Nokia C7 smartphone
Review Nokia’s smart phone offering has been not so much off the boil as distinctly lukewarm for the last few years with a series of capable handsets that offer some decent specs, but fall behind the competition for usability and, well, fun. Unfortunately, that looks unlikely to change with the Nokia C7. While it includes brick outhouse build quality and exemplary battery life along with an 8Mp camera among its broad range of features, it remains hamstrung by its clunky operating system.
Symbian smartie: Nokia's C7
At first sight, Nokia’s C7 is a respectable looking smart phone, with its shiny glass front and matt black plastic and stainless steel casing. It measures 117 x 57 x 11mm and 130g. While bigger, it’s more or less the same weight as its cousin, the C6-01, released around the same time. Above the 3.5in screen are light sensor and VGA camera for calls, with backlit call start and stop buttons below surrounding an extruded menu button.
On the sides are volume and voice command buttons, camera shutter and screen lock switch and Nokia power port, with power button, 3.5mm headphone jack and micro USB sync port covered by a plastic grommet, all crammed onto the top. On the back are twin loudspeakers, camera lens and dual LED flash. You’ll need to remove the back to get to the Sim card, and also the battery to get to the microSD card.
The capacitive multi-touch screen is big and bright and generally lovely, though perhaps not consistently the most sensitive I’ve tried – there were occasional sticky moments which required two or three presses to access functions.
The C7 runs on Symbian 3, the latest version of Nokia’s operating system and first seen on the recent Nokia N8. It would be okay – if there’d never been such a thing as the iPhone, or Android, or most other modern smartphone platforms come to that.
Comes with Nokia maps for off-line navigation
It’s true that its grid system, spread across three home pages, allows you to customise your phone’s screen with widgets and shortcuts – including Quickoffice and Nokia’s free sat nav app – to do most of the things you can with other phones, the trouble is that it just doesn’t them as well.

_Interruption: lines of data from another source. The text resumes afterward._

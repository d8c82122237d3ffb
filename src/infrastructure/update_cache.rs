//! Self-update staging area.
//!
//! A cache directory sibling to the binary holding the downloaded release,
//! its unpacked tree, and backups of the replaced files. After a successful
//! swap the cache is marked stale and cleared on the next run, unless a
//! diagnostic flag keeps it around.

use std::io;
use std::path::{Path, PathBuf};

pub const CACHE_DIR_NAME: &str = "update_cache";
const STALE_MARKER: &str = ".stale";

/// Environment flag that prevents automatic cache clearing.
pub const KEEP_CACHE_ENV: &str = "CLIFP_KEEP_UPDATE_CACHE";

pub fn cache_root(exe_dir: &Path) -> PathBuf {
    exe_dir.join(CACHE_DIR_NAME)
}

pub fn download_dir(exe_dir: &Path) -> PathBuf {
    cache_root(exe_dir).join("download")
}

pub fn data_dir(exe_dir: &Path) -> PathBuf {
    cache_root(exe_dir).join("data")
}

pub fn backup_dir(exe_dir: &Path) -> PathBuf {
    cache_root(exe_dir).join("backup")
}

/// Flag the cache for removal on the next run.
pub fn mark_stale(exe_dir: &Path) -> io::Result<()> {
    std::fs::write(cache_root(exe_dir).join(STALE_MARKER), b"")
}

pub fn is_stale(exe_dir: &Path) -> bool {
    cache_root(exe_dir).join(STALE_MARKER).exists()
}

/// Remove a stale cache. Returns whether anything was cleared.
pub fn clear_if_stale(exe_dir: &Path) -> io::Result<bool> {
    if std::env::var_os(KEEP_CACHE_ENV).is_some() {
        return Ok(false);
    }
    if !is_stale(exe_dir) {
        return Ok(false);
    }
    std::fs::remove_dir_all(cache_root(exe_dir))?;
    Ok(true)
}

/// Remove the cache unconditionally.
pub fn clear(exe_dir: &Path) -> io::Result<()> {
    let root = cache_root(exe_dir);
    if root.exists() {
        std::fs::remove_dir_all(root)?;
    }
    Ok(())
}

#[cfg(test)]
mod tests {
    use super::*;

    #[test]
    fn test_stale_cache_lifecycle() {
        let dir = tempfile::tempdir().unwrap();
        std::fs::create_dir_all(download_dir(dir.path())).unwrap();
        assert!(!is_stale(dir.path()));
        assert!(!clear_if_stale(dir.path()).unwrap());
        assert!(cache_root(dir.path()).exists());

        mark_stale(dir.path()).unwrap();
        assert!(is_stale(dir.path()));
        assert!(clear_if_stale(dir.path()).unwrap());
        assert!(!cache_root(dir.path()).exists());
    }

    #[test]
    fn test_clear_missing_cache_is_ok() {
        let dir = tempfile::tempdir().unwrap();
        clear(dir.path()).unwrap();
    }
}
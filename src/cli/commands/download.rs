//! Preload the data packs of a whole playlist.

use async_trait::async_trait;

use crate::cli::types::DownloadArgs;
use crate::domain::directive::AsyncDirective;
use crate::domain::error::{ClifpError, CommandError, CoreError};
use crate::services::core::{Core, DataPackMode};
use crate::services::driver::Command;

const USAGE: &str = "Usage:\n\
    download <options>\n\n\
    Options:\n\
    *-p | --playlist: Name of the playlist to download data packs for\n\n\
    *Required Option";

pub struct DownloadCommand {
    args: DownloadArgs,
}

impl DownloadCommand {
    pub const NAME: &'static str = "download";

    pub fn new(args: DownloadArgs) -> Self {
        Self { args }
    }
}

#[async_trait]
impl Command for DownloadCommand {
    fn name(&self) -> &'static str {
        Self::NAME
    }

    async fn perform(&mut self, core: &mut Core) -> Result<(), ClifpError> {
        if self.args.help {
            core.directorate().post_async(AsyncDirective::Message {
                text: USAGE.into(),
                selectable: false,
            });
            return Ok(());
        }

        let Some(playlist_name) = self.args.playlist.clone() else {
            return Err(
                CommandError::MissingRequiredOption(Self::NAME.into(), "-p/--playlist".into())
                    .into(),
            );
        };

        core.set_status("Downloading", &playlist_name);

        let db = core.fp_install().database().clone();
        let playlist = db
            .playlist_by_title(&playlist_name)
            .await?
            .ok_or(CoreError::TitleNotFound)?;
        core.directorate()
            .log_event(&format!("Found playlist \"{}\"", playlist.title));

        let members = db.playlist_games(playlist.id).await?;
        let mut packs = 0usize;
        for member in &members {
            let Some(game) = db.game_by_id(member.game_id).await? else {
                continue;
            };
            if let Some(game_data) = db.active_game_data(&game).await? {
                core.enqueue_data_pack_tasks(&game_data, DataPackMode::ObtainOnly)
                    .await?;
                packs += 1;
            }
        }

        core.directorate().log_event(&format!(
            "{packs} of {} playlist entries use data packs",
            members.len()
        ));
        if packs == 0 {
            core.directorate().post_async(AsyncDirective::Message {
                text: format!("No titles in \"{}\" use data packs.", playlist.title),
                selectable: false,
            });
        }
        Ok(())
    }
}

Andrew Orlowski has already covered most of the pros and cons of the OS and its accompanying UI in his Nokia N8 review, but in short, the layout tends to look cluttered and ugly, settings seem unnecessarily complex and finding your way around the menus can be a pain. I still encountered some of those annoying random prompts to allow network or WLAN access, which have plagued the system for some time too.
Excels in terms of signal strength and call quality
It’s certainly not disastrous, but these days it’s barely keeping up with the Joneses, when Nokia used to be Jones number one. On this evidence, the company will need a Windows-style total revamp of its operating system and user interface to prevent it being left behind – the basis is there, but the UI needs serious consideration.
Call quality, however, was particularly good, with no problems picking up a signal, even in a notorious network black spot. It was also excellent with the onboard speaker, delivering clear and untrammelled speech which was easily distinguishable even above heavy background traffic. Wi-Fi connectivity was also more receptive than usual, with almost twice as many potential networks being picked up as I’d normally expect to see. Even so, the Symbian browser still isn’t much fun to use, with its cluttered navigation and options system.
The email wizard on my test sample had a bit of a glitch, defaulting to the Exchange account settings rather than allowing me to set up another account. This was probably a one-off however, since Symbian 3’s e-mail on the N8 and C6-01 both make it easy to set up alternative accounts.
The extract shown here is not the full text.